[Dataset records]
════════════════════
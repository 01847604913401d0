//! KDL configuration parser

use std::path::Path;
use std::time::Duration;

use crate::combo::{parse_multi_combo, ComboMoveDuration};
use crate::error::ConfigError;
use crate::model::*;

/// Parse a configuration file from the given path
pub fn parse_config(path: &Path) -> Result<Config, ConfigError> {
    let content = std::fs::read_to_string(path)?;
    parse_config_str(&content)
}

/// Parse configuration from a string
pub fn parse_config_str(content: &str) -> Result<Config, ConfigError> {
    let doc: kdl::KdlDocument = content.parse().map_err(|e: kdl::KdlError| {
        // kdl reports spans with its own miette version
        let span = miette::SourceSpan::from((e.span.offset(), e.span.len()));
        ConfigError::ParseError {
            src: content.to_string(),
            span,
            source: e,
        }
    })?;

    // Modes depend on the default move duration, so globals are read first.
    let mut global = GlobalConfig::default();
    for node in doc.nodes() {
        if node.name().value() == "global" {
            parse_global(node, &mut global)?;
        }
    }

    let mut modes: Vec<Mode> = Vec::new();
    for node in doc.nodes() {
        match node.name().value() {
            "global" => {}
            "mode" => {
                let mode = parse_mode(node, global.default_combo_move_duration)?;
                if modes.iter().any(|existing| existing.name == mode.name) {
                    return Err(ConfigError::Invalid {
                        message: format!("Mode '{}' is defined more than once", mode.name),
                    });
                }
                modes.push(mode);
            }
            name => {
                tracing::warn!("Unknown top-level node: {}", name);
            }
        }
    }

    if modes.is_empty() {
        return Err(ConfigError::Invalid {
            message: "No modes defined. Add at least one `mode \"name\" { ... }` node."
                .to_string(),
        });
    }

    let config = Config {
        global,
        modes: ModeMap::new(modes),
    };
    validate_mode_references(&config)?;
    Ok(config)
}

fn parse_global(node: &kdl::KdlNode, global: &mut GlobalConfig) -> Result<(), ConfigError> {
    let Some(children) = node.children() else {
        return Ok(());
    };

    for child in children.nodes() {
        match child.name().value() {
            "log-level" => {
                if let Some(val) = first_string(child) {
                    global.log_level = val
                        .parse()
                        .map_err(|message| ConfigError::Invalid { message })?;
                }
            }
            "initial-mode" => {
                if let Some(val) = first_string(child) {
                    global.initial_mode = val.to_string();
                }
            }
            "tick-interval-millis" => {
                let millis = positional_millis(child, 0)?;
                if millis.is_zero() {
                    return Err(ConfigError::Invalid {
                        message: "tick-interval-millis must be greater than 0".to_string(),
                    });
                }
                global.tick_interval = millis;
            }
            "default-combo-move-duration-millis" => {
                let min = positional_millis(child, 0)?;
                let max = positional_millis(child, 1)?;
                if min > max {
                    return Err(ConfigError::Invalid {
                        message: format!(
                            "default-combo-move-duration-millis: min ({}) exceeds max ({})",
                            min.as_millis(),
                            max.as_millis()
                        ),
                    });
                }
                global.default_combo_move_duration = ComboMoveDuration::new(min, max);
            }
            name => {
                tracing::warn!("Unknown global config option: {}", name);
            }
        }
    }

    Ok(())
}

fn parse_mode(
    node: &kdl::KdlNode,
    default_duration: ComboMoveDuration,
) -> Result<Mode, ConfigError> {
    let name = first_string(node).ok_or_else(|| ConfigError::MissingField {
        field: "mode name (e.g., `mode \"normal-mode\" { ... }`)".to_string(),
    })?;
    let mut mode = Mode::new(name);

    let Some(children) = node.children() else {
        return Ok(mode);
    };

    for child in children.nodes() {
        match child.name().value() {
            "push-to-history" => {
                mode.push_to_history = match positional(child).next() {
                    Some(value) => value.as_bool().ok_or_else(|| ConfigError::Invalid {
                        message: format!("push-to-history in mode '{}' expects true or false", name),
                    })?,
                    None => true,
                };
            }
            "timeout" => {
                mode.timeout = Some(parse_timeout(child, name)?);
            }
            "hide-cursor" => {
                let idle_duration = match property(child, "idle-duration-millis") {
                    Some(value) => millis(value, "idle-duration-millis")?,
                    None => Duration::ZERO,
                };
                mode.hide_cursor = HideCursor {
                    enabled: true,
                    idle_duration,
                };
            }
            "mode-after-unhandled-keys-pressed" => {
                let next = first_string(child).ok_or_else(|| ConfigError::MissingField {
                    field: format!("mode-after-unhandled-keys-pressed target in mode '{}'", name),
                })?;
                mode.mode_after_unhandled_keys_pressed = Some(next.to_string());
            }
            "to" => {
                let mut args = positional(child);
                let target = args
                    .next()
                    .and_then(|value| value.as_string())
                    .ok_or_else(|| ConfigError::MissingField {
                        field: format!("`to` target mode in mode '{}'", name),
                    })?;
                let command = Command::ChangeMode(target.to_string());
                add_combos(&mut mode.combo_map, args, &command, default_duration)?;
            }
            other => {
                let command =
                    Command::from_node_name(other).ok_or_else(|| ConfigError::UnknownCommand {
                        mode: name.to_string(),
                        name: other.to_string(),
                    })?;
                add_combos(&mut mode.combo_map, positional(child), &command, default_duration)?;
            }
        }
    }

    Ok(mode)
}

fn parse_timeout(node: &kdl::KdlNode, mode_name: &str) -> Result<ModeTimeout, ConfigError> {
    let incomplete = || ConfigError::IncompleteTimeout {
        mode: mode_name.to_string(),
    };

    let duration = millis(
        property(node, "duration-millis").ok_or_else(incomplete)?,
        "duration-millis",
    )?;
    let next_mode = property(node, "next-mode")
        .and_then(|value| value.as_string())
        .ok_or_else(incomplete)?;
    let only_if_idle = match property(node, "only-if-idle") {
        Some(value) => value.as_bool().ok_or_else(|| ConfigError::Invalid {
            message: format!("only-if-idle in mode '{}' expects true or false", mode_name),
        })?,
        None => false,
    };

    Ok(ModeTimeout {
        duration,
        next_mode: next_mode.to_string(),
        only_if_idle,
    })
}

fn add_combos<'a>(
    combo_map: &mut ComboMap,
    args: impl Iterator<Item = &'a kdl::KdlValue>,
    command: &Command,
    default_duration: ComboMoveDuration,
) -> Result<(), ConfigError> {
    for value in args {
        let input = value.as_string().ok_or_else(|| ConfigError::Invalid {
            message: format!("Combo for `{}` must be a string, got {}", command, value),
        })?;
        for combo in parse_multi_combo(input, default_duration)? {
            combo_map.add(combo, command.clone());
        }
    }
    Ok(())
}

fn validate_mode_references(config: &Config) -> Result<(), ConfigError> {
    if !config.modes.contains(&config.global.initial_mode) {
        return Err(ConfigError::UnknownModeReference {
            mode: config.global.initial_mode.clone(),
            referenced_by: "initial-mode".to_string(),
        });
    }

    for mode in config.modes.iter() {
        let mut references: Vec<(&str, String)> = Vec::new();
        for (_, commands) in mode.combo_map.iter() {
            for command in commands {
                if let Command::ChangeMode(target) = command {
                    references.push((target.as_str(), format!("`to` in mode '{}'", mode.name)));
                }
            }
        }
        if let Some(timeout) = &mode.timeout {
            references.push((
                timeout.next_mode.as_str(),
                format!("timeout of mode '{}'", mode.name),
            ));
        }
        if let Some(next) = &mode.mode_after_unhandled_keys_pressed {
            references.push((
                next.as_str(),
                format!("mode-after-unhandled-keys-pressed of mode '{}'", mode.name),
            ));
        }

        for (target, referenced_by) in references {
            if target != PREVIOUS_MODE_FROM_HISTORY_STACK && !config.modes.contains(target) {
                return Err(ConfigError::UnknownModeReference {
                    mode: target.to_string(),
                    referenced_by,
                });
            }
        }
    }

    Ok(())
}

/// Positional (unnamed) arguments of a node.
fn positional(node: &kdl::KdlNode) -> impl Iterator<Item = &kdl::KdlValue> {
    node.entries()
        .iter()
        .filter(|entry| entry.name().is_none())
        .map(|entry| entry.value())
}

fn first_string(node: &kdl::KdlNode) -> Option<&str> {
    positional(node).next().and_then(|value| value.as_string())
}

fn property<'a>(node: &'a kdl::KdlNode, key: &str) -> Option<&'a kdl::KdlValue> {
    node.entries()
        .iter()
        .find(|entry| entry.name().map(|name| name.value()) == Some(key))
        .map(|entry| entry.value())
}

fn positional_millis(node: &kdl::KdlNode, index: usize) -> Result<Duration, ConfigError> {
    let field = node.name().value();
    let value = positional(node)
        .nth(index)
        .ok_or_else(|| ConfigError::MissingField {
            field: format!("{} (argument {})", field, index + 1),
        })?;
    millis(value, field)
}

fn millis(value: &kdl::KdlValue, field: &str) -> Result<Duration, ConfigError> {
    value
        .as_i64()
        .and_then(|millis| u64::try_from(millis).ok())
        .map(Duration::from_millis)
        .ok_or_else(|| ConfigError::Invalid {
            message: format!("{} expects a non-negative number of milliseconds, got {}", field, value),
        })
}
════════════════════
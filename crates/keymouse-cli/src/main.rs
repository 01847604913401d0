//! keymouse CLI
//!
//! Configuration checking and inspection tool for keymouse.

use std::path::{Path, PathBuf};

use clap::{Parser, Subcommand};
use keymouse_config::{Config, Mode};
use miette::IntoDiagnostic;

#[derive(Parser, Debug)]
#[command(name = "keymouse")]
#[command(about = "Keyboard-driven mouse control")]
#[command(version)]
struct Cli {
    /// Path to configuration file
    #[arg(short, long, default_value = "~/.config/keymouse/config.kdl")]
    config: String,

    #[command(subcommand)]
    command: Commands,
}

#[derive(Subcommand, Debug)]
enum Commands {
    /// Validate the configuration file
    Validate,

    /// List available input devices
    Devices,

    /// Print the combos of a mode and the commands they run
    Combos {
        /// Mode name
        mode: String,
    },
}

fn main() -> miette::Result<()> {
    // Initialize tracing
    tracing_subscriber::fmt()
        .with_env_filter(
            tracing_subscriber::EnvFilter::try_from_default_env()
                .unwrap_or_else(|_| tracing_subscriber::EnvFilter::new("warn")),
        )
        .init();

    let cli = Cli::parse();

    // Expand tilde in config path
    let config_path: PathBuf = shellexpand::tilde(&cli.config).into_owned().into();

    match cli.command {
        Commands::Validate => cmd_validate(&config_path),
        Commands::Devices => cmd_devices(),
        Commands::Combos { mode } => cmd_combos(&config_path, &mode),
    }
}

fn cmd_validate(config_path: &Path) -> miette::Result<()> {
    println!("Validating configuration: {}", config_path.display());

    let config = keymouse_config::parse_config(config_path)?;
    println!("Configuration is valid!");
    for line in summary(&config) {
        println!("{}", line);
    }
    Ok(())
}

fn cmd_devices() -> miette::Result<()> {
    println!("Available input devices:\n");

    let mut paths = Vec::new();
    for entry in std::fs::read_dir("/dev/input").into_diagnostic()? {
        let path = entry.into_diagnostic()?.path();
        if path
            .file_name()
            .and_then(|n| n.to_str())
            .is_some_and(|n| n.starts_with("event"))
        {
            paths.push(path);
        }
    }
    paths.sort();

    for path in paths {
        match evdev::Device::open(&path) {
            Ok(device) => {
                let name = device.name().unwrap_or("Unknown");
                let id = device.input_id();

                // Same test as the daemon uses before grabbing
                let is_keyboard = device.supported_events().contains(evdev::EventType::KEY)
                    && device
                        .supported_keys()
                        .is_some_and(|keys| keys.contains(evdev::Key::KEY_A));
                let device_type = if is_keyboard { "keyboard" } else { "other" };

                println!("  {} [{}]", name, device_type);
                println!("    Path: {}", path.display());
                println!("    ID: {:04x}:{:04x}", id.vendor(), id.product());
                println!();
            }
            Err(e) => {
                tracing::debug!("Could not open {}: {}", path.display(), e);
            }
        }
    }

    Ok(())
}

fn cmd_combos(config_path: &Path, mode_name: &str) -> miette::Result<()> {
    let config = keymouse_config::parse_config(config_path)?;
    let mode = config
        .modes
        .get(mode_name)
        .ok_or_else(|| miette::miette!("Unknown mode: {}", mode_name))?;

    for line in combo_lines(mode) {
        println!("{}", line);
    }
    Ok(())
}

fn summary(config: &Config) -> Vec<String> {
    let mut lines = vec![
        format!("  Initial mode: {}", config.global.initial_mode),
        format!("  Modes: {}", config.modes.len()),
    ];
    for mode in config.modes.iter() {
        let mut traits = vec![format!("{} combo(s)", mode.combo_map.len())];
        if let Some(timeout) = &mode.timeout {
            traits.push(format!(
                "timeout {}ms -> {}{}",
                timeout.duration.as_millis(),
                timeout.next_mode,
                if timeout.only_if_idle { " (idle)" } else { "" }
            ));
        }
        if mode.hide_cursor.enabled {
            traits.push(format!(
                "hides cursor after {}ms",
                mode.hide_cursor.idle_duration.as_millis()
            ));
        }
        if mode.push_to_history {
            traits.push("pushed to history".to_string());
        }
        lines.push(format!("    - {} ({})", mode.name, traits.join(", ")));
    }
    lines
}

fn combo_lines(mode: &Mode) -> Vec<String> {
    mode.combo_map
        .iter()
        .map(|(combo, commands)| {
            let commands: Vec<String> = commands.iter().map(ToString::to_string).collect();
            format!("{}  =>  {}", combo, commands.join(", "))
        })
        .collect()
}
════════════════════
Your instructions :: Each line of the data that has the string "tilde" should be returned.

Output below ::
    // Expand tilde in config path
    let config_path: PathBuf = shellexpand::tilde(&cli.config).into_owned().into();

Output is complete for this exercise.